**Task to carry out**
Please determine how many lines of the material include the word "Duration", and respond with nothing but that number.

==================================================

#![allow(dead_code)]

use std::collections::HashMap;
use std::sync::Mutex;
use std::time::Duration;

use async_trait::async_trait;
use result_desk::error::BackendError;
use result_desk::models::{
    AssessmentResult, AssessmentType, Batch, BatchCandidates, Candidate, Question, TheoryResult,
};
use result_desk::ExamBackend;
use serde_json::json;

pub const TOKEN: &str = "tok-123";

/// 内存假后端，记录每次调用
#[derive(Default)]
pub struct FakeBackend {
    batches: Mutex<HashMap<String, BatchCandidates>>,
    failures: Mutex<HashMap<&'static str, BackendError>>,
    calls: Mutex<Vec<String>>,
    pub theory_submissions: Mutex<Vec<(String, Vec<TheoryResult>)>>,
    pub assessment_submissions: Mutex<Vec<(String, AssessmentType, Vec<AssessmentResult>)>>,
    submit_delay: Option<Duration>,
}

impl FakeBackend {
    pub fn new() -> Self {
        Self::default()
    }

    pub fn with_batch(self, batch_id: &str, data: BatchCandidates) -> Self {
        self.batches
            .lock()
            .unwrap()
            .insert(batch_id.to_string(), data);
        self
    }

    pub fn with_submit_delay(mut self, delay: Duration) -> Self {
        self.submit_delay = Some(delay);
        self
    }

    /// 让某个接口失败；`message` 为 None 表示后端没有给 message
    pub fn fail(&self, op: &'static str, message: Option<&str>) {
        self.failures.lock().unwrap().insert(
            op,
            BackendError::response(op, 400, message.map(|m| m.to_string())),
        );
    }

    pub fn recover(&self, op: &'static str) {
        self.failures.lock().unwrap().remove(op);
    }

    pub fn calls(&self) -> Vec<String> {
        self.calls.lock().unwrap().clone()
    }

    fn record(&self, op: &'static str) -> Result<(), BackendError> {
        self.calls.lock().unwrap().push(op.to_string());
        match self.failures.lock().unwrap().get(op) {
            Some(err) => Err(err.clone()),
            None => Ok(()),
        }
    }

    async fn delay(&self) {
        if let Some(delay) = self.submit_delay {
            tokio::time::sleep(delay).await;
        }
    }
}

#[async_trait]
impl ExamBackend for FakeBackend {
    async fn request_otp(&self, _email: &str) -> Result<(), BackendError> {
        self.record("login")
    }

    async fn verify_otp(&self, _email: &str, otp: &str) -> Result<String, BackendError> {
        self.record("verify-otp")?;
        if otp == "000000" {
            return Err(BackendError::response("verify-otp", 401, Some("Invalid OTP".to_string())));
        }
        Ok(TOKEN.to_string())
    }

    async fn fetch_batch(
        &self,
        token: &str,
        batch_id: &str,
    ) -> Result<BatchCandidates, BackendError> {
        self.record("candidates")?;
        assert_eq!(token, TOKEN);
        self.batches
            .lock()
            .unwrap()
            .get(batch_id)
            .cloned()
            .ok_or_else(|| {
                BackendError::response("candidates", 404, Some("Batch not found".to_string()))
            })
    }

    async fn submit_theory(
        &self,
        _token: &str,
        batch_id: &str,
        results: &[TheoryResult],
    ) -> Result<(), BackendError> {
        self.delay().await;
        self.record("theory")?;
        self.theory_submissions
            .lock()
            .unwrap()
            .push((batch_id.to_string(), results.to_vec()));
        Ok(())
    }

    async fn submit_assessment(
        &self,
        _token: &str,
        batch_id: &str,
        assessment: AssessmentType,
        results: &[AssessmentResult],
    ) -> Result<(), BackendError> {
        self.delay().await;
        self.record("assessment")?;
        self.assessment_submissions.lock().unwrap().push((
            batch_id.to_string(),
            assessment,
            results.to_vec(),
        ));
        Ok(())
    }
}

pub fn candidate(id: &str, enrollment_no: &str, name: &str) -> Candidate {
    Candidate {
        id: id.to_string(),
        enrollment_no: enrollment_no.to_string(),
        name: name.to_string(),
    }
}

pub fn question(id: &str, title: &str, max_marks: &str) -> Question {
    Question {
        id: id.to_string(),
        title: title.to_string(),
        max_marks: max_marks.to_string(),
    }
}

/// 批次 B100：2 名考生，实操 3 题，口试 2 题
pub fn batch_b100() -> BatchCandidates {
    BatchCandidates {
        batch: Batch {
            id: "B100".to_string(),
            start_date: Some("2024-05-01T04:00:00.000Z".to_string()),
            theory_question_bank: Some(json!("tb1")),
            practical_question_bank: Some(json!("pb1")),
            viva_question_bank: Some(json!({ "_id": "vb1" })),
        },
        candidates: vec![
            candidate("c1", "EN001", "Asha Kulkarni"),
            candidate("c2", "EN002", "Ravi Menon"),
        ],
        practical_questions: vec![
            question("q1", "Wiring", "10"),
            question("q2", "Safety checks", "5"),
            question("q3", "Fault finding", "15"),
        ],
        viva_questions: vec![question("v1", "Theory recall", "10"), question("v2", "Tools", "10")],
    }
}

/// 批次 B200：只有实操题库，考生 c2 与 B100 重复
pub fn batch_b200() -> BatchCandidates {
    BatchCandidates {
        batch: Batch {
            id: "B200".to_string(),
            start_date: None,
            practical_question_bank: Some(json!("pb2")),
            ..Default::default()
        },
        candidates: vec![
            candidate("c2", "EN002", "Ravi Menon"),
            candidate("c9", "EN009", "Neha Singh"),
        ],
        practical_questions: vec![question("p1", "Assembly", "20")],
        viva_questions: vec![],
    }
}

/// 生成一个待上传的工作簿
pub fn upload_workbook(header: &[&str], rows: &[Vec<UploadCell>]) -> Vec<u8> {
    let mut workbook = rust_xlsxwriter::Workbook::new();
    let sheet = workbook.add_worksheet();
    for (col, name) in header.iter().enumerate() {
        sheet.write_string(0, col as u16, *name).unwrap();
    }
    for (r, row) in rows.iter().enumerate() {
        for (col, cell) in row.iter().enumerate() {
            let (row_num, col) = ((r + 1) as u32, col as u16);
            match cell {
                UploadCell::Text(text) => {
                    sheet.write_string(row_num, col, *text).unwrap();
                }
                UploadCell::Number(number) => {
                    sheet.write_number(row_num, col, *number).unwrap();
                }
                UploadCell::Blank => {}
            }
        }
    }
    workbook.save_to_buffer().unwrap()
}

pub enum UploadCell {
    Text(&'static str),
    Number(f64),
    Blank,
}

==================================================

**Problem solution**
3